Comparing the results obtained by applying batch localization and hierarchical localization, the hierarchical localization introduces a lightly higher localization error and dispersion of the results. This is given in all the descriptors evaluated and is due to failures produced in the rough localization step. Nevertheless, if we focus on the results obtained by using the descriptors \(\mathbf {d}_{fc_6}\) and \(\mathbf {d}_{fc_7}\), they both present a robust behaviour, since their results keep the localization error obtained through batch localization and at the same time, the computing time is substantially decreased. This behaviour is presented for the three illumination conditions evaluated.

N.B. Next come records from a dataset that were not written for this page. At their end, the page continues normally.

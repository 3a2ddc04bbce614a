use jsonref::JsonPointer;
use serde_json::Value;

use crate::{
    report::{ProcessingMessage, ProcessingReport},
    tree::SchemaTree,
    types::{NodeType, TypeSet},
    Error,
};

use super::{common, Dialect, KeywordChecker};

pub(super) const LOCATOR: &str = "http://json-schema.org/draft-04/schema#";

/// The draft 4 core dialect.
///
/// Builder calls cannot fail here: the keyword set is static and free of
/// duplicates, so the panic paths are unreachable.
#[must_use]
pub fn draft4() -> Dialect {
    core(LOCATOR)
        .and_then(super::DialectBuilder::build)
        .expect("draft 4 keyword table is statically well-formed")
}

/// The draft 4 keyword table under an arbitrary dialect locator, so the
/// hyper-schema dialect can extend it.
pub(super) fn core(locator: &str) -> Result<super::DialectBuilder, Error> {
    let any = KeywordChecker::new(TypeSet::any());
    let string = KeywordChecker::new(TypeSet::of(NodeType::String));
    let boolean = KeywordChecker::new(TypeSet::of(NodeType::Boolean));
    let number = KeywordChecker::with_refinement(
        TypeSet::of(NodeType::Number),
        common::refine_positive_number,
    );
    let bound = KeywordChecker::new(TypeSet::of(NodeType::Number));
    let size = KeywordChecker::with_refinement(
        TypeSet::of(NodeType::Integer),
        common::refine_non_negative_integer,
    );
    let schema = KeywordChecker::with_refinement(TypeSet::of(NodeType::Object), common::refine_self);
    let schema_map =
        KeywordChecker::with_refinement(TypeSet::of(NodeType::Object), common::refine_member_map);
    let schema_array =
        KeywordChecker::with_refinement(TypeSet::of(NodeType::Array), common::refine_schema_array);

    Dialect::builder(locator)
        .keyword("$ref", string.clone())?
        .keyword("$schema", string.clone())?
        .keyword("id", string.clone())?
        .keyword("title", string.clone())?
        .keyword("description", string.clone())?
        .keyword("default", any)?
        .keyword("format", string.clone())?
        .keyword("multipleOf", number)?
        .keyword("maximum", bound.clone())?
        .keyword("minimum", bound)?
        .keyword("exclusiveMaximum", boolean.clone())?
        .keyword("exclusiveMinimum", boolean.clone())?
        .keyword("maxLength", size.clone())?
        .keyword("minLength", size.clone())?
        .keyword("maxItems", size.clone())?
        .keyword("minItems", size.clone())?
        .keyword("maxProperties", size.clone())?
        .keyword("minProperties", size)?
        .keyword("uniqueItems", boolean)?
        .keyword(
            "pattern",
            KeywordChecker::with_refinement(TypeSet::of(NodeType::String), common::refine_regex),
        )?
        .keyword(
            "enum",
            KeywordChecker::with_refinement(TypeSet::of(NodeType::Array), common::refine_enum),
        )?
        .keyword("required", KeywordChecker::with_refinement(
            TypeSet::of(NodeType::Array),
            refine_required,
        ))?
        .keyword("type", KeywordChecker::with_refinement(
            TypeSet::of(NodeType::String).and(NodeType::Array),
            refine_type,
        ))?
        .keyword_with_collector(
            "items",
            KeywordChecker::with_refinement(
                TypeSet::of(NodeType::Object).and(NodeType::Array),
                common::refine_schema_or_array,
            ),
            common::schema_or_array_collector(),
        )?
        .keyword_with_collector(
            "additionalItems",
            KeywordChecker::with_refinement(
                TypeSet::of(NodeType::Boolean).and(NodeType::Object),
                common::refine_additional_items,
            ),
            common::additional_items_collector(),
        )?
        .keyword_with_collector(
            "additionalProperties",
            KeywordChecker::with_refinement(
                TypeSet::of(NodeType::Boolean).and(NodeType::Object),
                common::refine_self_when_object,
            ),
            common::object_collector(),
        )?
        .keyword_with_collector("not", schema, common::self_collector())?
        .keyword_with_collector("properties", schema_map.clone(), common::member_collector())?
        .keyword_with_collector("definitions", schema_map, common::member_collector())?
        .keyword_with_collector(
            "patternProperties",
            KeywordChecker::with_refinement(
                TypeSet::of(NodeType::Object),
                common::refine_pattern_properties,
            ),
            common::member_collector(),
        )?
        .keyword_with_collector("allOf", schema_array.clone(), common::array_collector())?
        .keyword_with_collector("anyOf", schema_array.clone(), common::array_collector())?
        .keyword_with_collector("oneOf", schema_array, common::array_collector())?
        .keyword_with_collector(
            "dependencies",
            KeywordChecker::with_refinement(
                TypeSet::of(NodeType::Object),
                refine_dependencies,
            ),
            common::object_member_collector(),
        )
}

fn refine_required(
    keyword: &str,
    tree: &SchemaTree,
    report: &mut ProcessingReport,
    _pointers: &mut Vec<JsonPointer>,
) -> Result<(), Error> {
    let Some(Value::Array(elements)) = tree.current().get(keyword) else {
        return Ok(());
    };
    if elements.is_empty() {
        return report.error(
            ProcessingMessage::new("array must have at least one element").with("keyword", keyword),
        );
    }
    for (index, element) in elements.iter().enumerate() {
        if !element.is_string() {
            report.error(
                ProcessingMessage::new("array element has incorrect type")
                    .with("keyword", keyword)
                    .with("index", index)
                    .with("found", NodeType::of(element).as_str())
                    .with("expected", vec!["string"]),
            )?;
        } else if elements[..index].contains(element) {
            report.error(
                ProcessingMessage::new("array must not contain duplicate elements")
                    .with("keyword", keyword),
            )?;
        }
    }
    Ok(())
}

fn refine_type(
    keyword: &str,
    tree: &SchemaTree,
    report: &mut ProcessingReport,
    _pointers: &mut Vec<JsonPointer>,
) -> Result<(), Error> {
    match tree.current().get(keyword) {
        Some(Value::String(name)) => check_type_name(keyword, name, report),
        Some(Value::Array(elements)) => {
            for (index, element) in elements.iter().enumerate() {
                match element.as_str() {
                    Some(name) => {
                        if elements[..index].contains(element) {
                            report.error(
                                ProcessingMessage::new(
                                    "array must not contain duplicate elements",
                                )
                                .with("keyword", keyword),
                            )?;
                        } else {
                            check_type_name(keyword, name, report)?;
                        }
                    }
                    None => report.error(
                        ProcessingMessage::new("array element has incorrect type")
                            .with("keyword", keyword)
                            .with("index", index)
                            .with("found", NodeType::of(element).as_str())
                            .with("expected", vec!["string"]),
                    )?,
                }
            }
            Ok(())
        }
        _ => Ok(()),
    }
}

fn check_type_name(
    keyword: &str,
    name: &str,
    report: &mut ProcessingReport,
) -> Result<(), Error> {
    // "any" is draft 3 only
    if name == "any" || !common::is_type_name(name) {
        report.error(
            ProcessingMessage::new("unknown primitive type")
                .with("keyword", keyword)
                .with("found", name),
        )?;
    }
    Ok(())
}

fn refine_dependencies(
    keyword: &str,
    tree: &SchemaTree,
    report: &mut ProcessingReport,
    pointers: &mut Vec<JsonPointer>,
) -> Result<(), Error> {
    let Some(Value::Object(map)) = tree.current().get(keyword) else {
        return Ok(());
    };
    let mut members: Vec<_> = map.iter().collect();
    members.sort_by_key(|(member, _)| member.as_str());
    for (member, value) in members {
        match value {
            Value::Object(_) => {
                pointers.push(JsonPointer::root().append(keyword).append(member.clone()));
            }
            Value::Array(names) => {
                if names.is_empty() {
                    report.error(
                        ProcessingMessage::new("array must have at least one element")
                            .with("keyword", keyword)
                            .with("property", member.as_str()),
                    )?;
                }
                for (index, name) in names.iter().enumerate() {
                    if !name.is_string() {
                        report.error(
                            ProcessingMessage::new("array element has incorrect type")
                                .with("keyword", keyword)
                                .with("property", member.as_str())
                                .with("index", index)
                                .with("found", NodeType::of(name).as_str())
                                .with("expected", vec!["string"]),
                        )?;
                    } else if names[..index].contains(name) {
                        report.error(
                            ProcessingMessage::new("array must not contain duplicate elements")
                                .with("keyword", keyword)
                                .with("property", member.as_str()),
                        )?;
                    }
                }
            }
            other => report.error(
                ProcessingMessage::new("dependency value has incorrect type")
                    .with("keyword", keyword)
                    .with("property", member.as_str())
                    .with("found", NodeType::of(other).as_str())
                    .with("expected", vec!["array", "object"]),
            )?,
        }
    }
    Ok(())
}
use std::fmt;

use fluent_uri::{Uri, UriRef};
use percent_encoding::percent_decode_str;

use crate::{uri, Error, JsonPointer};

/// An immutable JSON Reference: a URI locator plus a JSON Pointer fragment.
///
/// The variant is fixed at parse time from the syntactic shape of the
/// source URI and drives how [`resolve`](JsonRef::resolve) behaves:
///
/// - [`Empty`](JsonRef::Empty): a pure fragment (no scheme, no path).
///   Resolving anything against it yields that thing unchanged.
/// - [`Hierarchical`](JsonRef::Hierarchical): any legal URI that is
///   relative, or absolute and non-opaque. Standard RFC 3986 resolution.
/// - [`Opaque`](JsonRef::Opaque): absolute but opaque, e.g. an
///   archive-embedded locator of the form `scheme:outer!inner`. Resolution
///   happens against the `!`-delimited inner path and the outer prefix is
///   preserved; plain hierarchical resolution would be wrong here.
#[derive(Debug, Clone, PartialEq, Eq, Hash)]
pub enum JsonRef {
    Empty {
        pointer: JsonPointer,
    },
    Hierarchical {
        locator: UriRef<String>,
        pointer: JsonPointer,
    },
    Opaque {
        locator: UriRef<String>,
        pointer: JsonPointer,
    },
}

impl JsonRef {
    /// Parse a reference string, classifying it into one of the variants.
    ///
    /// The fragment, if present, must be empty or a valid JSON Pointer.
    ///
    /// # Errors
    ///
    /// Returns an error if the locator is not a legal URI reference or the
    /// fragment is not a legal JSON Pointer.
    pub fn parse(input: &str) -> Result<JsonRef, Error> {
        let (raw_locator, fragment) = uri::split_fragment(input);
        let pointer = match fragment {
            None => JsonPointer::root(),
            Some(fragment) => {
                let decoded = percent_decode_str(fragment)
                    .decode_utf8()
                    .map_err(|_| Error::invalid_pointer(fragment, "fragment is not valid UTF-8"))?;
                JsonPointer::parse(&decoded)?
            }
        };
        let locator = uri::parse_ref(raw_locator)?;
        Ok(Self::from_parts(locator, pointer))
    }

    /// Build a reference from an already parsed locator and pointer.
    #[must_use]
    pub fn from_parts(locator: UriRef<String>, pointer: JsonPointer) -> JsonRef {
        if locator.as_str().is_empty() {
            JsonRef::Empty { pointer }
        } else if uri::is_opaque(&locator) {
            JsonRef::Opaque { locator, pointer }
        } else {
            JsonRef::Hierarchical { locator, pointer }
        }
    }

    /// The locator part; empty string for the [`Empty`](JsonRef::Empty) variant.
    #[must_use]
    pub fn locator_str(&self) -> &str {
        match self {
            JsonRef::Empty { .. } => "",
            JsonRef::Hierarchical { locator, .. } | JsonRef::Opaque { locator, .. } => {
                locator.as_str()
            }
        }
    }

    /// The pointer part.
    #[must_use]
    pub fn pointer(&self) -> &JsonPointer {
        match self {
            JsonRef::Empty { pointer }
            | JsonRef::Hierarchical { pointer, .. }
            | JsonRef::Opaque { pointer, .. } => pointer,
        }
    }

    /// The same reference with a different pointer.
    #[must_use]
    pub fn with_pointer(&self, pointer: JsonPointer) -> JsonRef {
        match self {
            JsonRef::Empty { .. } => JsonRef::Empty { pointer },
            JsonRef::Hierarchical { locator, .. } => JsonRef::Hierarchical {
                locator: locator.clone(),
                pointer,
            },
            JsonRef::Opaque { locator, .. } => JsonRef::Opaque {
                locator: locator.clone(),
                pointer,
            },
        }
    }

    /// Whether this reference is absolute: a non-empty locator with a
    /// scheme and an empty pointer.
    #[must_use]
    pub fn is_absolute(&self) -> bool {
        match self {
            JsonRef::Empty { .. } => false,
            JsonRef::Hierarchical { locator, pointer } => {
                uri::is_absolute(locator) && pointer.is_root()
            }
            // Opaque locators always carry a scheme
            JsonRef::Opaque { pointer, .. } => pointer.is_root(),
        }
    }

    /// Whether `other` has the same locator, ignoring pointers.
    #[must_use]
    pub fn contains(&self, other: &JsonRef) -> bool {
        self.locator_str() == other.locator_str()
    }

    /// Resolve `other` against this reference.
    ///
    /// Resolving a chain of relative references step by step yields the
    /// same result as resolving the fully qualified final URI directly.
    ///
    /// # Errors
    ///
    /// Returns an error if hierarchical URI resolution fails.
    pub fn resolve(&self, other: &JsonRef) -> Result<JsonRef, Error> {
        // A reference with its own scheme is already fully qualified.
        if matches!(other, JsonRef::Opaque { .. })
            || matches!(other, JsonRef::Hierarchical { locator, .. } if uri::is_absolute(locator))
        {
            return Ok(other.clone());
        }
        match self {
            JsonRef::Empty { .. } => Ok(other.clone()),
            JsonRef::Hierarchical { locator, .. } => match other {
                JsonRef::Empty { pointer } => Ok(JsonRef::Hierarchical {
                    locator: locator.clone(),
                    pointer: pointer.clone(),
                }),
                JsonRef::Hierarchical {
                    locator: reference,
                    pointer,
                } => {
                    let resolved = uri::resolve(locator, reference)?;
                    Ok(Self::from_parts(resolved, pointer.clone()))
                }
                JsonRef::Opaque { .. } => Ok(other.clone()),
            },
            JsonRef::Opaque { locator, .. } => match other {
                JsonRef::Empty { pointer } => Ok(JsonRef::Opaque {
                    locator: locator.clone(),
                    pointer: pointer.clone(),
                }),
                JsonRef::Hierarchical {
                    locator: reference,
                    pointer,
                } => resolve_opaque(locator, reference, pointer.clone()),
                JsonRef::Opaque { .. } => Ok(other.clone()),
            },
        }
    }
}

/// Resolve a relative reference against an opaque `scheme:outer!inner`
/// locator: resolve against the inner path, keep the outer prefix.
fn resolve_opaque(
    locator: &UriRef<String>,
    reference: &UriRef<String>,
    pointer: JsonPointer,
) -> Result<JsonRef, Error> {
    let full = locator.as_str();
    let Some((scheme, rest)) = full.split_once(':') else {
        return Ok(JsonRef::from_parts(reference.clone(), pointer));
    };
    let Some((outer, inner)) = rest.split_once('!') else {
        return Ok(JsonRef::from_parts(reference.clone(), pointer));
    };
    if !inner.starts_with('/') {
        return Ok(JsonRef::from_parts(reference.clone(), pointer));
    }
    // Resolve against the inner path under a placeholder scheme, then
    // strip it back off and re-wrap with the preserved outer prefix.
    let base = Uri::parse(format!("x:{inner}"))
        .map_err(|(e, _)| Error::invalid_uri(full, e))?;
    let resolved = reference
        .resolve_against(&base)
        .map_err(|e| Error::resolution(full, reference.as_str(), e))?;
    let resolved_inner = resolved.as_str().strip_prefix("x:").unwrap_or(resolved.as_str());
    let combined = format!("{scheme}:{outer}!{resolved_inner}");
    Ok(JsonRef::Opaque {
        locator: uri::parse_ref(&combined)?,
        pointer,
    })
}

impl fmt::Display for JsonRef {
    fn fmt(&self, f: &mut fmt::Formatter<'_>) -> fmt::Result {
        let locator = self.locator_str();
        let pointer = self.pointer();
        if locator.is_empty() || !pointer.is_root() {
            write!(f, "{locator}#{pointer}")
        } else {
            f.write_str(locator)
        }
    }
}
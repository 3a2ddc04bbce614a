//! Keyword shapes shared between the shipped dialects.
//!
//! Each refinement stays shape-consistent with the matching collector:
//! both emit the same pointers for a well-formed value, and a refinement
//! never emits pointers for positions the collector would not visit.

use std::sync::Arc;

use jsonref::JsonPointer;
use serde_json::Value;

use crate::{
    report::{ProcessingMessage, ProcessingReport},
    tree::SchemaTree,
    Error,
};

use super::PointerCollector;

fn value_of<'a>(keyword: &str, tree: &'a SchemaTree) -> Option<&'a Value> {
    tree.current().get(keyword)
}

fn self_pointer(keyword: &str) -> JsonPointer {
    JsonPointer::root().append(keyword)
}

fn sorted_members(map: &serde_json::Map<String, Value>) -> Vec<&String> {
    let mut members: Vec<_> = map.keys().collect();
    members.sort();
    members
}

/// Deep equality with numeric-type-insensitive number comparison, so
/// `1` and `1.0` count as equal.
pub(super) fn json_equal(a: &Value, b: &Value) -> bool {
    match (a, b) {
        (Value::Number(x), Value::Number(y)) => numbers_equal(x, y),
        (Value::Array(x), Value::Array(y)) => {
            x.len() == y.len() && x.iter().zip(y).all(|(a, b)| json_equal(a, b))
        }
        (Value::Object(x), Value::Object(y)) => {
            x.len() == y.len()
                && x.iter()
                    .all(|(key, a)| y.get(key).is_some_and(|b| json_equal(a, b)))
        }
        _ => a == b,
    }
}

/// Integral numbers compare exactly; doubles lose precision past 2^53,
/// so `as_f64` is only a fallback when a genuine float is involved.
fn numbers_equal(x: &serde_json::Number, y: &serde_json::Number) -> bool {
    if let (Some(a), Some(b)) = (x.as_i64(), y.as_i64()) {
        a == b
    } else if let (Some(a), Some(b)) = (x.as_u64(), y.as_u64()) {
        a == b
    } else if x.is_f64() || y.is_f64() {
        x.as_f64() == y.as_f64()
    } else {
        // Integers of opposite sign outside the shared i64 range.
        false
    }
}

// Collectors

/// The keyword value is itself a subschema.
pub(super) fn self_collector() -> PointerCollector {
    Arc::new(|keyword: &str, _: &SchemaTree| vec![self_pointer(keyword)])
}

/// The keyword value is a subschema only when object-shaped
/// (boolean-or-schema keywords).
pub(super) fn object_collector() -> PointerCollector {
    Arc::new(|keyword: &str, tree: &SchemaTree| match value_of(keyword, tree) {
        Some(Value::Object(_)) => vec![self_pointer(keyword)],
        _ => Vec::new(),
    })
}

/// One subschema per array element.
pub(super) fn array_collector() -> PointerCollector {
    Arc::new(|keyword: &str, tree: &SchemaTree| match value_of(keyword, tree) {
        Some(Value::Array(elements)) => (0..elements.len())
            .map(|index| self_pointer(keyword).append_index(index))
            .collect(),
        _ => Vec::new(),
    })
}

/// One subschema per object member, in lexicographic member-name order.
pub(super) fn member_collector() -> PointerCollector {
    Arc::new(|keyword: &str, tree: &SchemaTree| match value_of(keyword, tree) {
        Some(Value::Object(map)) => sorted_members(map)
            .into_iter()
            .map(|member| self_pointer(keyword).append(member.clone()))
            .collect(),
        _ => Vec::new(),
    })
}

/// Schema-or-array-of-schemas keywords: the emitted shape depends on the
/// value's runtime type.
pub(super) fn schema_or_array_collector() -> PointerCollector {
    Arc::new(|keyword: &str, tree: &SchemaTree| match value_of(keyword, tree) {
        Some(Value::Object(_)) => vec![self_pointer(keyword)],
        Some(Value::Array(elements)) => (0..elements.len())
            .map(|index| self_pointer(keyword).append_index(index))
            .collect(),
        _ => Vec::new(),
    })
}

/// One subschema per object-valued member (dependencies keywords, where
/// the other member shapes are not schemas).
pub(super) fn object_member_collector() -> PointerCollector {
    Arc::new(|keyword: &str, tree: &SchemaTree| match value_of(keyword, tree) {
        Some(Value::Object(map)) => sorted_members(map)
            .into_iter()
            .filter(|member| map[member.as_str()].is_object())
            .map(|member| self_pointer(keyword).append(member.clone()))
            .collect(),
        _ => Vec::new(),
    })
}

/// One subschema per object-valued array element (draft 3 union types
/// with embedded schemas).
pub(super) fn object_element_collector() -> PointerCollector {
    Arc::new(|keyword: &str, tree: &SchemaTree| match value_of(keyword, tree) {
        Some(Value::Array(elements)) => elements
            .iter()
            .enumerate()
            .filter(|(_, element)| element.is_object())
            .map(|(index, _)| self_pointer(keyword).append_index(index))
            .collect(),
        _ => Vec::new(),
    })
}

/// The additional-items subschema counts only when the value is a schema
/// and the sibling `items` is object-shaped rather than an array.
pub(super) fn additional_items_collector() -> PointerCollector {
    Arc::new(|keyword: &str, tree: &SchemaTree| {
        let node = tree.current();
        let applicable = node.get(keyword).is_some_and(Value::is_object)
            && node.get("items").is_some_and(Value::is_object);
        if applicable {
            vec![self_pointer(keyword)]
        } else {
            Vec::new()
        }
    })
}

// Refinements

pub(super) fn refine_self(
    keyword: &str,
    _tree: &SchemaTree,
    _report: &mut ProcessingReport,
    pointers: &mut Vec<JsonPointer>,
) -> Result<(), Error> {
    pointers.push(self_pointer(keyword));
    Ok(())
}

pub(super) fn refine_self_when_object(
    keyword: &str,
    tree: &SchemaTree,
    _report: &mut ProcessingReport,
    pointers: &mut Vec<JsonPointer>,
) -> Result<(), Error> {
    if value_of(keyword, tree).is_some_and(Value::is_object) {
        pointers.push(self_pointer(keyword));
    }
    Ok(())
}

pub(super) fn refine_positive_number(
    keyword: &str,
    tree: &SchemaTree,
    report: &mut ProcessingReport,
    _pointers: &mut Vec<JsonPointer>,
) -> Result<(), Error> {
    let positive = value_of(keyword, tree)
        .and_then(Value::as_f64)
        .is_some_and(|divisor| divisor > 0.0);
    if !positive {
        report.error(
            ProcessingMessage::new("divisor must be strictly positive").with("keyword", keyword),
        )?;
    }
    Ok(())
}

pub(super) fn refine_non_negative_integer(
    keyword: &str,
    tree: &SchemaTree,
    report: &mut ProcessingReport,
    _pointers: &mut Vec<JsonPointer>,
) -> Result<(), Error> {
    // as_u64 covers integral bounds past i64::MAX and is never Some for
    // a negative value.
    let non_negative = value_of(keyword, tree)
        .and_then(Value::as_u64)
        .is_some();
    if !non_negative {
        report.error(
            ProcessingMessage::new("bound must not be negative").with("keyword", keyword),
        )?;
    }
    Ok(())
}

pub(super) fn refine_regex(
    keyword: &str,
    tree: &SchemaTree,
    report: &mut ProcessingReport,
    _pointers: &mut Vec<JsonPointer>,
) -> Result<(), Error> {
    if let Some(pattern) = value_of(keyword, tree).and_then(Value::as_str) {
        if fancy_regex::Regex::new(pattern).is_err() {
            report.error(
                ProcessingMessage::new("value is not a valid regular expression")
                    .with("keyword", keyword)
                    .with("pattern", pattern),
            )?;
        }
    }
    Ok(())
}

pub(super) fn refine_enum(
    keyword: &str,
    tree: &SchemaTree,
    report: &mut ProcessingReport,
    _pointers: &mut Vec<JsonPointer>,
) -> Result<(), Error> {
    let Some(Value::Array(elements)) = value_of(keyword, tree) else {
        return Ok(());
    };
    if elements.is_empty() {
        return report.error(
            ProcessingMessage::new("array must have at least one element").with("keyword", keyword),
        );
    }
    for (index, element) in elements.iter().enumerate() {
        if elements[..index].iter().any(|seen| json_equal(seen, element)) {
            return report.error(
                ProcessingMessage::new("array must not contain duplicate elements")
                    .with("keyword", keyword),
            );
        }
    }
    Ok(())
}

/// Disjunction-list keywords: a non-empty array with one subschema per
/// element. Non-object elements surface as not-a-schema errors when the
/// walker recurses into them.
pub(super) fn refine_schema_array(
    keyword: &str,
    tree: &SchemaTree,
    report: &mut ProcessingReport,
    pointers: &mut Vec<JsonPointer>,
) -> Result<(), Error> {
    let Some(Value::Array(elements)) = value_of(keyword, tree) else {
        return Ok(());
    };
    if elements.is_empty() {
        return report.error(
            ProcessingMessage::new("array must have at least one element").with("keyword", keyword),
        );
    }
    for index in 0..elements.len() {
        pointers.push(self_pointer(keyword).append_index(index));
    }
    Ok(())
}

/// Named-subschema-map keywords: one subschema per member, sorted, with
/// no further checks.
pub(super) fn refine_member_map(
    keyword: &str,
    tree: &SchemaTree,
    _report: &mut ProcessingReport,
    pointers: &mut Vec<JsonPointer>,
) -> Result<(), Error> {
    if let Some(Value::Object(map)) = value_of(keyword, tree) {
        for member in sorted_members(map) {
            pointers.push(self_pointer(keyword).append(member.clone()));
        }
    }
    Ok(())
}

pub(super) fn refine_pattern_properties(
    keyword: &str,
    tree: &SchemaTree,
    report: &mut ProcessingReport,
    pointers: &mut Vec<JsonPointer>,
) -> Result<(), Error> {
    if let Some(Value::Object(map)) = value_of(keyword, tree) {
        for member in sorted_members(map) {
            if fancy_regex::Regex::new(member).is_err() {
                report.error(
                    ProcessingMessage::new("member name is not a valid regular expression")
                        .with("keyword", keyword)
                        .with("pattern", member.as_str()),
                )?;
            }
            pointers.push(self_pointer(keyword).append(member.clone()));
        }
    }
    Ok(())
}

pub(super) fn refine_schema_or_array(
    keyword: &str,
    tree: &SchemaTree,
    _report: &mut ProcessingReport,
    pointers: &mut Vec<JsonPointer>,
) -> Result<(), Error> {
    match value_of(keyword, tree) {
        Some(Value::Object(_)) => pointers.push(self_pointer(keyword)),
        Some(Value::Array(elements)) => {
            for index in 0..elements.len() {
                pointers.push(self_pointer(keyword).append_index(index));
            }
        }
        _ => {}
    }
    Ok(())
}

pub(super) fn refine_additional_items(
    keyword: &str,
    tree: &SchemaTree,
    _report: &mut ProcessingReport,
    pointers: &mut Vec<JsonPointer>,
) -> Result<(), Error> {
    let node = tree.current();
    if node.get(keyword).is_some_and(Value::is_object)
        && node.get("items").is_some_and(Value::is_object)
    {
        pointers.push(self_pointer(keyword));
    }
    Ok(())
}

pub(super) const TYPE_NAMES: [&str; 8] = [
    "any", "array", "boolean", "integer", "null", "number", "object", "string",
];

pub(super) fn is_type_name(candidate: &str) -> bool {
    TYPE_NAMES.contains(&candidate)
}

#[cfg(test)]
mod tests {
    use serde_json::json;

    use super::json_equal;

    #[test]
    fn numbers_compare_by_value() {
        assert!(json_equal(&json!(1), &json!(1.0)));
        assert!(json_equal(&json!([1, "a"]), &json!([1.0, "a"])));
        assert!(json_equal(&json!({"a": 2}), &json!({"a": 2.0})));
        assert!(!json_equal(&json!(1), &json!(2)));
        assert!(!json_equal(&json!({"a": 1}), &json!({"b": 1})));
    }

    #[test]
    fn large_integers_compare_exactly() {
        // Adjacent integers past 2^53 collapse to the same double.
        assert!(!json_equal(
            &json!(9_007_199_254_740_993_i64),
            &json!(9_007_199_254_740_992_i64)
        ));
        assert!(json_equal(
            &json!(9_007_199_254_740_993_i64),
            &json!(9_007_199_254_740_993_i64)
        ));
        assert!(!json_equal(&json!(-1), &json!(18_446_744_073_709_551_615_u64)));
        assert!(json_equal(
            &json!(18_446_744_073_709_551_615_u64),
            &json!(18_446_744_073_709_551_615_u64)
        ));
    }
}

As for the localization error increase produced by the CNN wrong classifications, we can check that the CNN is properly trained, since it retrieves the room successfully the 98% of the cases. Nevertheless, observing the graphs from the Fig. 9, extra information from the output layer of the CNN can be used to improve this method. These graphs show a considerably different behaviour of the likelihoods when the CNN succeeds or fails. When the correct rooms is retrieved, the most probable room presents an average likelihood around 98% and the rest of options are under the 2%, whereas when the CNN retrieves a wrong room, the most probable room presents an average likelihood of 74.24% and the following two most likely options are substantially over 2%. Therefore, departing from this analysis, the present work also proposes a novel hierarchical localization method also based on the CNN to solve the rough localization step but considering a threshold value to decide how many rooms are considered in the fine localization step. The whole method consists in the following steps. First, the test image is introduced into the CNN. The classification layer outputs 9 likelihoods related to the nine possible rooms. If the likelihood of the most probable room is higher than the threshold 1, \(th_1\), this room is retrieved; else, all the rooms whose likelihood is higher than the threshold 2, \(th_2\) are retrieved. Afterwards, the fine localization is carried out again through a nearest neighbour search by comparing the holistic descriptor of the test image (obtained from a layer of the CNN) with the set of training descriptors contained in the retrieved rooms.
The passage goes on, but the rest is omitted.